Poetry can be particularly vulnerable to the kind of experiment that deliberately sacrifices meaning, for one example, to explore language as unstable and untrustworthy; the poetry then proves that–but of course such poetry’s continued existence needs its accompanying criticism (or dissertation or panel presentation)–and I would suggest that the criticism (or the “explanation”) becomes too essential a part of the poetry since without it, certain kinds of poems are bells without tongues.
Thanks to the Poetry Daily newsletter for first pointing out a portion of this excerpt to me.


18 Comments
robert,
i think this hits on the only major qualm i’d always had with avant garde forms — that a critical education/understanding is required for appreciation. this always seemed like the reading experience once removed to me.
however, i do enjoy the pushing of limits and comfort zones in this sense. i do like the idea of readers at any skill level taking nothing for granted.
i’ve started to see this as a bipartisan political situation, where i appreciate the moderation provided by the diametrical relationship. i’d hate to see either pole run away with things.
It’s always a balance, isn’t it? Every poem has to have its own existence, but all poems aspire to commentary. And because poetry by definition bends the practices of ordinary speech, the practice of poetry in general tends toward distortion & paly with convention.
Thanks, A.D. I think the most timeless writing always accommodates readers on many levels, the most fundamental being some delight in language and its intangibles – musicality, shades of meaning, and of course Booth’s “Precious Nonsense.”
That we’ve somehow devolved into what I agree are rightly called partisan camps of accessible versus complex seems to betray a false dichotomy borne out of hazards free verse. Still, poets like Frost (albeit a poet of mostly blank, not free verse) remains an iconic example that dispels the myth of dichotomy.
P.S. You aren’t related to e.e. cummings, by chance? I thought the tendency to play loose with capitalization might run in the family…
But should we really aspire to commentary, Joe? Did Whitman? Did Frost? Yet the ushered us into the contemporary voice.
I think it’s deeply hazardous to work backward from criticism to craft. Inspired writing not so much demonstrates as dispels most taxonomies as false. Since the academy is retrospective by definition, and since the contemporary voice lends itself to so many difficulties of subjective interpretation, I wonder if the partisanship between complex and accessible hasn’t been generated by murdering our poems in dissection, then incorrectly assuming we can sew our discoveries back into something equally profound.
I think I may have just coined a counter-phrase to McPoem: the stitched-together academic Frankenpoem.
well, i once worked with a woman who told me she was cummings’ niece. (she didn’t have nice things to say about the man.)
i do share his birthday, however.
Robert, Whitman so aspired to commentary that he reviewed his own books. And he hung like glue to the few sentences Emerson wrote about his work. Poetry is not pure. Nor should it be. Most of the American poetry written these days, especially that coming out of MFA programs, is boring because it believes it should aspire to purity & (gasp!) should never aspire to commentary. Poetry wouldn’t even exist as a social practice without (formal & informal) commentary. Purity, bah!

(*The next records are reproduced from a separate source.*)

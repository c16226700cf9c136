//! Rating aggregation over a business's review set. Pure functions of the
//! reviews passed in; nothing here touches the store.

use crate::models::{RatingBucket, Review};

/// Arithmetic mean of the ratings; 0.0 for a reviewless business.
pub fn average_rating(reviews: &[Review]) -> f64 {
    if reviews.is_empty() {
        return 0.0;
    }
    let total: i64 = reviews.iter().map(|review| i64::from(review.rating)).sum();
    total as f64 / reviews.len() as f64
}

/// Number of filled stars to render, clamped to 0..=5.
pub fn star_display_count(average: f64) -> u8 {
    average.round().clamp(0.0, 5.0) as u8
}

/// Per-star counts and percentages, from five stars down to one. Percentages
/// are all zero when there are no reviews.
pub fn rating_breakdown(reviews: &[Review]) -> Vec<RatingBucket> {
    let total = reviews.len();
    (1..=5)
        .rev()
        .map(|star| {
            let count = reviews.iter().filter(|review| review.rating == star).count();
            let percentage = if total == 0 {
                0.0
            } else {
                count as f64 / total as f64 * 100.0
            };
            RatingBucket {
                rating: star,
                count,
                percentage,
            }
        })
        .collect()
}

#[cfg(test)]
mod tests {
    use super::*;
    use chrono::Utc;
    use uuid::Uuid;

    fn review(rating: i32) -> Review {
        let now = Utc::now();
        Review {
            id: Uuid::new_v4(),
            business_id: Uuid::new_v4(),
            user_id: Uuid::new_v4(),
            rating,
            comment: "fine".into(),
            reply: None,
            created_at: now,
            updated_at: now,
        }
    }

    #[test]
    fn empty_review_set_averages_to_zero() {
        assert_eq!(average_rating(&[]), 0.0);
    }

    #[test]
    fn average_is_the_arithmetic_mean() {
        let reviews = vec![review(5), review(4), review(4), review(2)];
        assert!((average_rating(&reviews) - 3.75).abs() < f64::EPSILON);
    }

    #[test]
    fn star_count_rounds_and_clamps() {
        assert_eq!(star_display_count(0.0), 0);
        assert_eq!(star_display_count(2.4), 2);
        assert_eq!(star_display_count(2.5), 3);
        assert_eq!(star_display_count(4.6), 5);
        assert_eq!(star_display_count(7.2), 5);
    }

    #[test]
    fn breakdown_runs_five_stars_down_to_one() {
        let buckets = rating_breakdown(&[review(3)]);
        let order: Vec<i32> = buckets.iter().map(|bucket| bucket.rating).collect();
        assert_eq!(order, vec![5, 4, 3, 2, 1]);
    }

    #[test]
    fn breakdown_percentages_sum_to_one_hundred() {
        let reviews = vec![review(5), review(5), review(3), review(1)];
        let buckets = rating_breakdown(&reviews);

        let five_star = &buckets[0];
        assert_eq!(five_star.count, 2);
        assert!((five_star.percentage - 50.0).abs() < 1e-9);

        let total: f64 = buckets.iter().map(|bucket| bucket.percentage).sum();
        assert!((total - 100.0).abs() < 1e-9);
    }

    #[test]
    fn breakdown_of_empty_set_is_all_zeros() {
        let buckets = rating_breakdown(&[]);
        assert_eq!(buckets.len(), 5);
        for bucket in buckets {
            assert_eq!(bucket.count, 0);
            assert_eq!(bucket.percentage, 0.0);
        }
    }
}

And of course you know I write the above in the most generous & cheerful spirit possible.
Joe, I have yet to experience anything but cheerfulness & generosity from you. It is refreshing.
I can imagine Whitman appreciating Emerson’s insights into his work. But I think there is a difference between aspiring to the attentions of an appreciative audience and aspiring to be heavily glossed by the academy. The latter lends itself to what I believe to be a very dangerous form of self-consciousness, where the merits of the work rest solely in A.D. rightly called “the reading experience once removed.”
..and are also known by your initials. Spooky.
William Shakespeare might have a thing or two to add to the “a critical education/understanding” of poetry to be understood. The assumptions in that way of thinking are obvious and dangerous.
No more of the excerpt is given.